[Data records]

use crate::error::AnalyticsError;
use serde::{Deserialize, Serialize};

/// Mean and population standard deviation of a series.
#[derive(Debug, Clone, Copy, PartialEq, Serialize, Deserialize)]
pub struct SeriesStats {
    pub mean: f64,
    pub std_dev: f64,
}

/// Computes the mean and population standard deviation (divide by N, not
/// N-1) of a series. Returns `None` on empty input.
///
/// The population form is deliberate: the daily revenue series under
/// analysis is the whole period, not a sample of it, and the anomaly
/// thresholds depend on matching this definition exactly.
pub fn population_stats(values: &[f64]) -> Option<SeriesStats> {
    if values.is_empty() {
        return None;
    }

    let n = values.len() as f64;
    let mean = values.iter().sum::<f64>() / n;
    let variance = values.iter().map(|v| (v - mean) * (v - mean)).sum::<f64>() / n;

    Some(SeriesStats {
        mean,
        std_dev: variance.sqrt(),
    })
}

/// A fitted degree-1 trend line over (index, value) pairs.
#[derive(Debug, Clone, Copy, PartialEq, Serialize, Deserialize)]
pub struct TrendLine {
    pub slope: f64,
    pub intercept: f64,
}

impl TrendLine {
    /// The fitted value at position `x`.
    pub fn value_at(&self, x: f64) -> f64 {
        self.slope * x + self.intercept
    }
}

/// Ordinary least-squares fit of a line to `(0, values[0]) .. (n-1,
/// values[n-1])`, via the closed-form normal equations.
///
/// Used to overlay a trend line on a time series chart.
pub fn linear_trend(values: &[f64]) -> Result<TrendLine, AnalyticsError> {
    let n = values.len();
    if n < 2 {
        return Err(AnalyticsError::NotEnoughData(format!(
            "trend fit needs at least 2 points, got {}",
            n
        )));
    }

    let n_f = n as f64;
    let sum_x: f64 = (0..n).map(|i| i as f64).sum();
    let sum_y: f64 = values.iter().sum();
    let sum_xy: f64 = values.iter().enumerate().map(|(i, v)| i as f64 * v).sum();
    let sum_xx: f64 = (0..n).map(|i| (i * i) as f64).sum();

    let denominator = n_f * sum_xx - sum_x * sum_x;
    if denominator == 0.0 {
        return Err(AnalyticsError::Degenerate("linear_trend".into()));
    }

    let slope = (n_f * sum_xy - sum_x * sum_y) / denominator;
    let intercept = (sum_y - slope * sum_x) / n_f;

    Ok(TrendLine { slope, intercept })
}

/// Standard Pearson correlation coefficient over two equal-length series.
///
/// Returns `None` when the lengths differ, fewer than 2 pairs are given, or
/// either input has zero variance. A zero-variance input would make the
/// coefficient NaN; callers treat `None` as "no correlation to report"
/// rather than an error.
pub fn pearson_correlation(xs: &[f64], ys: &[f64]) -> Option<f64> {
    if xs.len() != ys.len() || xs.len() < 2 {
        return None;
    }

    let n = xs.len() as f64;
    let mean_x = xs.iter().sum::<f64>() / n;
    let mean_y = ys.iter().sum::<f64>() / n;

    let mut cov = 0.0;
    let mut var_x = 0.0;
    let mut var_y = 0.0;
    for (x, y) in xs.iter().zip(ys.iter()) {
        let dx = x - mean_x;
        let dy = y - mean_y;
        cov += dx * dy;
        var_x += dx * dx;
        var_y += dy * dy;
    }

    if var_x == 0.0 || var_y == 0.0 {
        return None;
    }

    Some(cov / (var_x.sqrt() * var_y.sqrt()))
}

#[cfg(test)]
mod tests {
    use super::*;

    #[test]
    fn population_stats_of_flat_series() {
        let stats = population_stats(&[5.0, 5.0, 5.0]).unwrap();
        assert_eq!(stats.mean, 5.0);
        assert_eq!(stats.std_dev, 0.0);
    }

    #[test]
    fn population_stats_divides_by_n() {
        // Population sigma = sqrt(129600) = 360; the sample form would give
        // sqrt(162000) instead.
        let stats = population_stats(&[100.0, 100.0, 100.0, 100.0, 1000.0]).unwrap();
        assert!((stats.mean - 280.0).abs() < 1e-9);
        assert!((stats.std_dev - 360.0).abs() < 1e-9);
    }

    #[test]
    fn population_stats_empty_is_none() {
        assert!(population_stats(&[]).is_none());
    }

    #[test]
    fn linear_trend_recovers_exact_line() {
        // y = 3x + 2
        let trend = linear_trend(&[2.0, 5.0, 8.0, 11.0]).unwrap();
        assert!((trend.slope - 3.0).abs() < 1e-9);
        assert!((trend.intercept - 2.0).abs() < 1e-9);
        assert!((trend.value_at(10.0) - 32.0).abs() < 1e-9);
    }

    #[test]
    fn linear_trend_of_flat_series_is_flat() {
        let trend = linear_trend(&[7.0, 7.0, 7.0]).unwrap();
        assert!(trend.slope.abs() < 1e-9);
        assert!((trend.intercept - 7.0).abs() < 1e-9);
    }

    #[test]
    fn linear_trend_needs_two_points() {
        assert!(matches!(
            linear_trend(&[1.0]),
            Err(AnalyticsError::NotEnoughData(_))
        ));
    }

    #[test]
    fn pearson_perfect_positive() {
        let xs = [1.0, 2.0, 3.0, 4.0, 5.0];
        let ys = [2.0, 4.0, 6.0, 8.0, 10.0];
        let r = pearson_correlation(&xs, &ys).unwrap();
        assert!((r - 1.0).abs() < 1e-9);
    }

    #[test]
    fn pearson_perfect_negative() {
        let xs = [1.0, 2.0, 3.0, 4.0, 5.0];
        let ys = [10.0, 8.0, 6.0, 4.0, 2.0];
        let r = pearson_correlation(&xs, &ys).unwrap();
        assert!((r + 1.0).abs() < 1e-9);
    }

    #[test]
    fn pearson_zero_variance_is_none() {
        let xs = [1.0, 2.0, 3.0];
        let ys = [5.0, 5.0, 5.0];
        assert!(pearson_correlation(&xs, &ys).is_none());
    }

    #[test]
    fn pearson_mismatched_lengths_is_none() {
        assert!(pearson_correlation(&[1.0, 2.0], &[1.0]).is_none());
        assert!(pearson_correlation(&[1.0], &[1.0]).is_none());
    }
}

Your goal: All of the records above are to be repeated exactly.

Result of the task:
use crate::error::AnalyticsError;
use serde::{Deserialize, Serialize};

/// Mean and population standard deviation of a series.
#[derive(Debug, Clone, Copy, PartialEq, Serialize, Deserialize)]
pub struct SeriesStats {
    pub mean: f64,
    pub std_dev: f64,
}

/// Computes the mean and population standard deviation (divide by N, not
/// N-1) of a series. Returns `None` on empty input.
///
/// The population form is deliberate: the daily revenue series under
/// analysis is the whole period, not a sample of it, and the anomaly
/// thresholds depend on matching this definition exactly.
pub fn population_stats(values: &[f64]) -> Option<SeriesStats> {
    if values.is_empty() {
        return None;
    }

    let n = values.len() as f64;
    let mean = values.iter().sum::<f64>() / n;
    let variance = values.iter().map(|v| (v - mean) * (v - mean)).sum::<f64>() / n;

    Some(SeriesStats {
        mean,
        std_dev: variance.sqrt(),
    })
}

/// A fitted degree-1 trend line over (index, value) pairs.
#[derive(Debug, Clone, Copy, PartialEq, Serialize, Deserialize)]
pub struct TrendLine {
    pub slope: f64,
    pub intercept: f64,
}

impl TrendLine {
    /// The fitted value at position `x`.
    pub fn value_at(&self, x: f64) -> f64 {
        self.slope * x + self.intercept
    }
}

/// Ordinary least-squares fit of a line to `(0, values[0]) .. (n-1,
/// values[n-1])`, via the closed-form normal equations.
///
/// Used to overlay a trend line on a time series chart.
pub fn linear_trend(values: &[f64]) -> Result<TrendLine, AnalyticsError> {
    let n = values.len();
    if n < 2 {
        return Err(AnalyticsError::NotEnoughData(format!(
            "trend fit needs at least 2 points, got {}",
            n
        )));
    }

    let n_f = n as f64;
    let sum_x: f64 = (0..n).map(|i| i as f64).sum();
    let sum_y: f64 = values.iter().sum();
    let sum_xy: f64 = values.iter().enumerate().map(|(i, v)| i as f64 * v).sum();
    let sum_xx: f64 = (0..n).map(|i| (i * i) as f64).sum();

    let denominator = n_f * sum_xx - sum_x * sum_x;
    if denominator == 0.0 {
        return Err(AnalyticsError::Degenerate("linear_trend".into()));
    }

    let slope = (n_f * sum_xy - sum_x * sum_y) / denominator;
    let intercept = (sum_y - slope * sum_x) / n_f;

    Ok(TrendLine { slope, intercept })
}

/// Standard Pearson correlation coefficient over two equal-length series.
///
/// Returns `None` when the lengths differ, fewer than 2 pairs are given, or
/// either input has zero variance. A zero-variance input would make the
/// coefficient NaN; callers treat `None` as "no correlation to report"
/// rather than an error.
pub fn pearson_correlation(xs: &[f64], ys: &[f64]) -> Option<f64> {
    if xs.len() != ys.len() || xs.len() < 2 {
        return None;
    }

    let n = xs.len() as f64;
    let mean_x = xs.iter().sum::<f64>() / n;
    let mean_y = ys.iter().sum::<f64>() / n;

    let mut cov = 0.0;
    let mut var_x = 0.0;
    let mut var_y = 0.0;
    for (x, y) in xs.iter().zip(ys.iter()) {
        let dx = x - mean_x;
        let dy = y - mean_y;
        cov += dx * dy;
        var_x += dx * dx;
        var_y += dy * dy;
    }

    if var_x == 0.0 || var_y == 0.0 {
        return None;
    }

    Some(cov / (var_x.sqrt() * var_y.sqrt()))
}

#[cfg(test)]
mod tests {
    use super::*;

    #[test]
    fn population_stats_of_flat_series() {
        let stats = population_stats(&[5.0, 5.0, 5.0]).unwrap();
        assert_eq!(stats.mean, 5.0);
        assert_eq!(stats.std_dev, 0.0);
    }

    #[test]
    fn population_stats_divides_by_n() {
        // Population sigma = sqrt(129600) = 360; the sample form would give
        // sqrt(162000) instead.
        let stats = population_stats(&[100.0, 100.0, 100.0, 100.0, 1000.0]).unwrap();
        assert!((stats.mean - 280.0).abs() < 1e-9);
        assert!((stats.std_dev - 360.0).abs() < 1e-9);
    }

    #[test]
    fn population_stats_empty_is_none() {
        assert!(population_stats(&[]).is_none());
    }

    #[test]
    fn linear_trend_recovers_exact_line() {
        // y = 3x + 2
        let trend = linear_trend(&[2.0, 5.0, 8.0, 11.0]).unwrap();
        assert!((trend.slope - 3.0).abs() < 1e-9);
        assert!((trend.intercept - 2.0).abs() < 1e-9);
        assert!((trend.value_at(10.0) - 32.0).abs() < 1e-9);
    }

    #[test]
    fn linear_trend_of_flat_series_is_flat() {
        let trend = linear_trend(&[7.0, 7.0, 7.0]).unwrap();
        assert!(trend.slope.abs() < 1e-9);
        assert!((trend.intercept - 7.0).abs() < 1e-9);
    }

    #[test]
    fn linear_trend_needs_two_points() {
        assert!(matches!(
            linear_trend(&[1.0]),
            Err(AnalyticsError::NotEnoughData(_))
        ));
    }

    #[test]
    fn pearson_perfect_positive() {
        let xs = [1.0, 2.0, 3.0, 4.0, 5.0];
        let ys = [2.0, 4.0, 6.0, 8.0, 10.0];
        let r = pearson_correlation(&xs, &ys).unwrap();
        assert!((r - 1.0).abs() < 1e-9);
    }

    #[test]
    fn pearson_perfect_negative() {
        let xs = [1.0, 2.0, 3.0, 4.0, 5.0];
        let ys = [10.0, 8.0, 6.0, 4.0, 2.0];
        let r = pearson_correlation(&xs, &ys).unwrap();
        assert!((r + 1.0).abs() < 1e-9);
    }

    #[test]
    fn pearson_zero_variance_is_none() {
        let xs = [1.0, 2.0, 3.0];
        let ys = [5.0, 5.0, 5.0];
        assert!(pearson_correlation(&xs, &ys).is_none());
    }

    #[test]
    fn pearson_mismatched_lengths_is_none() {
        assert!(pearson_correlation(&[1.0, 2.0], &[1.0]).is_none());
        assert!(pearson_correlation(&[1.0], &[1.0]).is_none());
    }
}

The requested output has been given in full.